Dr. Robert Lee


1793 - 1877

Pioneering gynaecologist. Born in Melrose, Lee was educated in Galashiels and at the University of Edinburgh. He studied initially for the ministry, but graduated in medicine in 1814 and joined the College of Surgeons of Edinburgh. He took a post at the Royal Infirmary under Prof. James Hamilton (1767 - 1839). In 1817, he moved to London to care for the epileptic son of William Lamb (who later became Prime Minister Lord Melbourne), a post he held for four years. Thereafter he toured the Continent extending his medical education. He returned briefly to London, but then became physician to a Russian Prince and toured the Crimea (1824-25), where he met Czar Alexander. In 1826, he settled in London, where he practised as an obstetrician. He lectured in midwifery and researched into the diseases of women.

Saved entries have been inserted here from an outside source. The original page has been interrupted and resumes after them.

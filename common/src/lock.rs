//! Advisory file lock shared between independent processes.
//!
//! The lock is an exclusive `flock`-style lock on a well known file. It is
//! acquired by polling a non-blocking attempt until a deadline, so a stuck
//! holder surfaces as a [`CommonError::TimeoutError`] instead of a hang.

use fs2::FileExt;
use std::fs::{File, OpenOptions};
use std::path::{Path, PathBuf};
use std::time::{Duration, Instant};
use tracing::{debug, warn};

use crate::error::{CommonError, ErrorContext, Result};

/// Default interval between two lock attempts.
pub const DEFAULT_POLL_INTERVAL: Duration = Duration::from_millis(10);

/// An exclusive advisory lock, released on drop.
#[derive(Debug)]
pub struct FileLock {
    file: File,
    path: PathBuf,
}

impl FileLock {
    /// Acquire the lock at `path`, creating the file if needed.
    pub fn acquire(path: &Path, timeout: Duration) -> Result<Self> {
        Self::acquire_with_poll(path, timeout, DEFAULT_POLL_INTERVAL)
    }

    /// Acquire the lock, retrying every `poll` until `timeout` has elapsed.
    pub fn acquire_with_poll(path: &Path, timeout: Duration, poll: Duration) -> Result<Self> {
        if let Some(parent) = path.parent() {
            std::fs::create_dir_all(parent)
                .with_io_context(|| format!("creating lock directory {}", parent.display()))?;
        }
        let file = OpenOptions::new()
            .create(true)
            .read(true)
            .write(true)
            .truncate(false)
            .open(path)
            .with_io_context(|| format!("opening lock file {}", path.display()))?;

        let deadline = Instant::now() + timeout;
        loop {
            match FileExt::try_lock_exclusive(&file) {
                Ok(()) => {
                    debug!("Acquired lock {}", path.display());
                    return Ok(Self {
                        file,
                        path: path.to_path_buf(),
                    });
                }
                Err(e) if e.kind() == fs2::lock_contended_error().kind() => {
                    if Instant::now() >= deadline {
                        warn!(
                            "Giving up on lock {} after {:?}",
                            path.display(),
                            timeout
                        );
                        return Err(CommonError::timeout_error(
                            format!("could not lock {}", path.display()),
                            timeout,
                        ));
                    }
                    std::thread::sleep(poll);
                }
                Err(e) => {
                    return Err(CommonError::io_error_with_source(
                        format!("locking {}", path.display()),
                        e,
                    ));
                }
            }
        }
    }

    /// Path of the lock file.
    pub fn path(&self) -> &Path {
        &self.path
    }
}

impl Drop for FileLock {
    fn drop(&mut self) {
        if let Err(e) = FileExt::unlock(&self.file) {
            warn!("Failed to unlock {}: {}", self.path.display(), e);
        } else {
            debug!("Released lock {}", self.path.display());
        }
    }
}

#[cfg(test)]
mod tests {
    use super::*;
    use tempfile::TempDir;

    #[test]
    fn test_acquire_creates_file() {
        let dir = TempDir::new().unwrap();
        let path = dir.path().join("nested").join("lock");
        let lock = FileLock::acquire(&path, Duration::from_secs(1)).unwrap();
        assert!(path.exists());
        assert_eq!(lock.path(), path.as_path());
    }

    #[test]
    fn test_contended_lock_times_out() {
        let dir = TempDir::new().unwrap();
        let path = dir.path().join("lock");
        let _held = FileLock::acquire(&path, Duration::from_secs(1)).unwrap();

        let err = FileLock::acquire_with_poll(
            &path,
            Duration::from_millis(50),
            Duration::from_millis(5),
        )
        .unwrap_err();
        assert!(err.is_timeout());
    }

    #[test]
    fn test_lock_released_on_drop() {
        let dir = TempDir::new().unwrap();
        let path = dir.path().join("lock");
        {
            let _first = FileLock::acquire(&path, Duration::from_secs(1)).unwrap();
        }
        let second = FileLock::acquire(&path, Duration::from_millis(100));
        assert!(second.is_ok());
    }
}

He was offered, and briefly took up, the Regius Chair of Midwifery at the University of Glasgow but very quickly returned to London, where he taught midwifery at St George's Hospital (1835-66).

A prolific writer, he wrote numerous papers and contributed to the Cyclopaedia of Practical Medicine (1833-35, edited by fellow Scot John Forbes), but his most notable works were Clinical Midwifery (1842) and Three Hundred Consultations in Midwifery (1864), together with Engravings of the Ganglia and Nerves of the Uterus and Heart (1858) and A Treatise on Hysteria (1871). He also wrote Last Days of Alexander and the First Days of Nicholas (1854) based on his time in Russia.

He was elected Fellow of the Royal Society (1830), although he resigned in 1849 following disagreements over the value of his work. He served as Secretary to the Royal Medical and Chirurgical Society (1830-35) and was admitted as a Fellow of the Royal College of Physicians (1841).

Lee continued in private practice until 1875. He died in Surrey and was buried Kensal Green Cemetery (London), with a memorial in Grange Cemetery in Edinburgh.